Speleologi tornano nel punto dell'abisso Picciola sul Canin e riaprono le esplorazioni

Dopo un lungo lavoro di preparazione è stato percorso un meandro che porta ad un pozzo di circa 150 metri

Foto sito della Commissione grotte E. Boegan

E' il 5 gennaio del 1970, quando i tre speleologi Enrico Davanzo, Marino Vianello e Paolo Picciola vengono travolti da una valanga. E' pomeriggio e i tre decidono di scendere verso il rifugio Gilberti quando, in vista della meta, vengono seppelliti da una slavina. I loro corpi vengono trovati il 29 giugno. Paolo Picciola, il più giovane dei tre, muore a soli 18 anni. Nonostante la giovane età, aveva partecipato a diverse punte impegnative; non ultima l’esplorazione al fondo ed in condizioni particolarmente avverse dell’allora abisso a Nord di Pic di Carnizza - l'ultima cima verso occidente del gruppo del Canin - che oggi porta il suo nome.
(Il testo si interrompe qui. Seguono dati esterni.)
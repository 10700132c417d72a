//! Effects (rendering as data).
//!
//! Transitions never talk to the messaging collaborator directly; they
//! return effects describing what should be shown to whom, and the
//! interpreter executes them. This keeps transition logic testable
//! without a transport.

use gozinesh_core::{
    ArchiveFilter, ArchivedUser, InterviewCategory, PoliticalTopic, TestType, UserId,
};

use super::event::Action;

/// All effects a transition can produce.
#[derive(Debug, Clone, PartialEq)]
pub enum Effect {
    /// Show something to the acting user, editing their current menu
    /// message in place where the transport supports it.
    Reply {
        notice: Notice,
        choices: Vec<Action>,
    },

    /// Send a fresh message to an arbitrary user (the administrator, or
    /// the test taker's side channel).
    Notify {
        user: UserId,
        notice: Notice,
        choices: Vec<Action>,
    },

    /// Log a message.
    Log { level: LogLevel, message: String },
}

impl Effect {
    pub fn reply(notice: Notice) -> Self {
        Self::Reply {
            notice,
            choices: Vec::new(),
        }
    }

    pub fn menu(notice: Notice, choices: Vec<Action>) -> Self {
        Self::Reply { notice, choices }
    }

    pub fn notify(user: UserId, notice: Notice) -> Self {
        Self::Notify {
            user,
            notice,
            choices: Vec::new(),
        }
    }

    pub fn notify_menu(user: UserId, notice: Notice, choices: Vec<Action>) -> Self {
        Self::Notify {
            user,
            notice,
            choices,
        }
    }

    pub fn log_info(message: impl Into<String>) -> Self {
        Self::Log {
            level: LogLevel::Info,
            message: message.into(),
        }
    }

    pub fn log_warn(message: impl Into<String>) -> Self {
        Self::Log {
            level: LogLevel::Warn,
            message: message.into(),
        }
    }
}

#[derive(Debug, Clone, Copy, PartialEq, Eq)]
pub enum LogLevel {
    Info,
    Warn,
    Error,
}

/// A render instruction. Variants carry data only; wording, button labels
/// and localization belong to the transport.
#[derive(Debug, Clone, PartialEq)]
pub enum Notice {
    // Root
    MainMenu,
    Help,
    Cancelled,
    NotAuthorized,
    OperationFailed,

    // Interview
    InterviewKindMenu,
    PoliticalTopicMenu,
    InterviewQuestion {
        number: usize,
        total: usize,
        text: String,
    },
    SectionEmpty,
    ConfirmSubmission,
    SubmissionSent,
    SubmissionDiscarded,

    // Administrator handoff
    HandoffReport { report: String },
    HandoffArchived,
    HandoffIgnored,
    HandoffAlreadyHandled,

    // Wizard
    DesignMenu,
    CreateCategoryMenu,
    CreateTopicMenu,
    PromptQuestionText {
        category: InterviewCategory,
        topic: Option<PoliticalTopic>,
    },
    QuestionAdded,
    AskAddAnother,
    WizardFinished,
    DeleteCategoryMenu,
    DeleteTopicMenu,
    DeletionList {
        category: InterviewCategory,
        topic: Option<PoliticalTopic>,
        questions: Vec<String>,
    },
    QuestionDeleted { text: String },
    NothingLeftToDelete,
    OrdinalOutOfRange,
    ExpectedNumber,
    TestTypeMenuForCreate,
    PromptQuizQuestionText { test_type: TestType },
    PromptQuizOption { number: usize },
    QuizPreview {
        text: String,
        options: Vec<String>,
    },
    QuizQuestionSaved,

    // Archive browser
    PasswordPrompt,
    PasswordIncorrect,
    ArchiveEmpty,
    ArchivedUserList { users: Vec<ArchivedUser> },
    ArchiveCategoryMenu { user_name: String },
    Submissions {
        shown: Vec<String>,
        /// Older entries not displayed; reported rather than silently
        /// truncated.
        older: usize,
    },
    NoSubmissionsMatched { filter: ArchiveFilter },

    // Regulations test
    TestTypeMenu,
    CooldownActive {
        test_type: TestType,
        hours: u64,
        minutes: u64,
    },
    NoQuestionsForTest { test_type: TestType },
    QuizPrompt {
        number: usize,
        total: usize,
        test_type: TestType,
        text: String,
        /// Real options only; the final `Answer` choice past these is the
        /// synthetic "I don't know".
        options: Vec<String>,
    },
    WrongAnswer { correct_text: String },
    QuizSummary { report: String },
    QuizAdminReport { report: String },
}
Una storia per raccontarne un'altra, che parte proprio dall'Abbisso Picciola. Gli speleologi Adriano Balzarelli, Patrizia “Pacia” Squassino, Rocco Romano, Spartaco “Scrat” Savio della CGEB assieme a Maurizio Ravalico della SAG e Lorenzo Slama della Società Adriatica di Speleologia, infatti, hanno riaperto le esplorazioni nel sito, facendo rinascere il progetto Picciola. Dopo un lungo lavoro di preparazione è stato percorso un meandro che porta ad un pozzo di circa 150 metri. Queste scoperte, scrive il sito della Commissione grotte E. Boegan, danno conferma ai racconti di Elio Padovan (CGEB) che ha sempre creduto ad una continuazione dell’abisso.